Sitija Gugur, Perang Gonjalisuta berakhir
Dengan berlinang air mata, Prabu Sri Kresna berkata " karena dia juga bagian dari diriku. Ketika Aku turun ke dunia bersama kedua ibumu, aku membelah diriku dengannya. Jika aku adalah Wisnu maka dia adalah Jisnu. Jika aku adalah Narayana maka dia adalah Nara. Bagaimanapun, Kami berdua adalah ayahmu." Sitija bersedih hati tapi ia merasa lega bisa kembali ke surga berkat perantaraan dua ayahnya itu. Sitija pun gugur dengan tubuh masih tertahan Anjang-anjang Kencana.

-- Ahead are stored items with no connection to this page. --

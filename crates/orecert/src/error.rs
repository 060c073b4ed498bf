//! Error types for certificate lifecycle operations.

use chrono::{DateTime, Utc};
use thiserror::Error;

/// Result type alias for lifecycle operations.
pub type Result<T> = std::result::Result<T, CaError>;

/// Errors that can occur across the certificate lifecycle.
///
/// Every public operation returns exactly one of these; nothing is
/// retried internally and partial writes are not rolled back.
#[derive(Error, Debug)]
pub enum CaError {
    /// Common name is empty or contains path traversal characters.
    #[error("invalid cn: {0:?}")]
    InvalidCn(String),

    /// Usage kind is not one of server/client/both.
    #[error("invalid type: {0:?}")]
    InvalidUsage(String),

    /// Algorithm token is not one of rsa/ecdsa/ed25519.
    #[error("unsupported algo: {0:?}")]
    UnsupportedAlgorithm(String),

    /// Key pair generation failed (entropy or parameter error).
    #[error("key generation failed: {0}")]
    KeyGeneration(String),

    /// Private key PEM could not be parsed or has an unknown label.
    #[error("invalid key format: {0}")]
    InvalidKeyFormat(String),

    /// Certificate PEM/DER could not be parsed.
    #[error("invalid certificate format: {0}")]
    InvalidCertFormat(String),

    /// Revocation ledger PEM/DER could not be parsed.
    #[error("invalid crl format: {0}")]
    InvalidCrlFormat(String),

    /// Root key or certificate already exists and overwrite is disabled.
    #[error("ca files exist and overwrite disabled")]
    CaExists,

    /// One of the leaf artifacts already exists and overwrite is disabled.
    #[error("files exist and overwrite disabled")]
    ArtifactsExist,

    /// A required file (root, leaf, or ledger) is missing.
    #[error("not found: {path}")]
    NotFound { path: String },

    /// The root key cannot sign for the root certificate's algorithm.
    #[error("ca key is not a signer: {0}")]
    NotASigner(String),

    /// The certificate's notAfter is in the past.
    #[error("certificate expired at {not_after}")]
    Expired { not_after: DateTime<Utc> },

    /// Chain validation against the root failed.
    #[error("chain verification failed")]
    ChainInvalid,

    /// The certificate's serial appears in the revocation ledger.
    ///
    /// Only returned when revocation checking is enabled in config.
    #[error("certificate revoked (serial {serial})")]
    Revoked { serial: String },

    /// Filesystem error.
    #[error("io error at {path}: {source}")]
    Io {
        path: String,
        #[source]
        source: std::io::Error,
    },

    /// Metadata serialization error.
    #[error("json error: {0}")]
    Json(#[from] serde_json::Error),

    /// X.509 structure building or signing failed.
    #[error("x509 build error: {0}")]
    Build(#[from] rcgen::Error),
}

impl CaError {
    /// Wrap an I/O error with the path it occurred at.
    ///
    /// Missing files map to [`CaError::NotFound`] so callers can
    /// distinguish "never issued" from genuine I/O failures.
    pub fn io(path: impl AsRef<std::path::Path>, source: std::io::Error) -> Self {
        let path = path.as_ref().display().to_string();
        if source.kind() == std::io::ErrorKind::NotFound {
            Self::NotFound { path }
        } else {
            Self::Io { path, source }
        }
    }
}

Tidak lama kemudian datang pula Dewi Pertiwi. Ia menemui Prabu Sri Kresna untuk menjemput pulang sukma/jiwa Boma Sitija. Prabu Sri Kresna mempersilakan. Perlahan-lahan sukma Prabu Boma keluar setelah terjebak di dalam Anjang-Anjang Kencana. Bersama sang ibu, sukma Sitija kembali bernama Batara Sitija, mohon pamit kepada Prabu Sri Kresna untuk kemudian kembali ke kahyangan. Kematian Prabu Boma Sitija membuat yang berperang sangat terpukul namun rupanya Sengkuni yang telah menghasut Arjuna justru bahagia. Calon senapati hebat yang mampu membantu Pandawa seperti Sitija telah ia singkirkan. Sementara itu, Arjuna menyalahkan dirinya sendiri. Karena keegoisannya lah penyebab perang ini terjadi. Sekarang ketakutannya yakni Harya Dwara menjadi yatim telah terpenuhi. Maka ia pergi dari sana dan memutuskan bertapa brata untuk beberapa waktu. Gatotkaca yang berniat menghilangkan duka malah kembali menciptakan duka lagi. Arya Wrekodara memeluk putranya itu demi menyembuhkan luka batin di hatinya. Akhirnya, Kerajaan Dwarawati mengambil alih sementara Trajutrisna sampai ahli waris yakni Bambang Kismaka, putra Boma Sitija dewasa. Sejak perang itu, era kemunduran trah Yadawa sudah mulai di depan mata.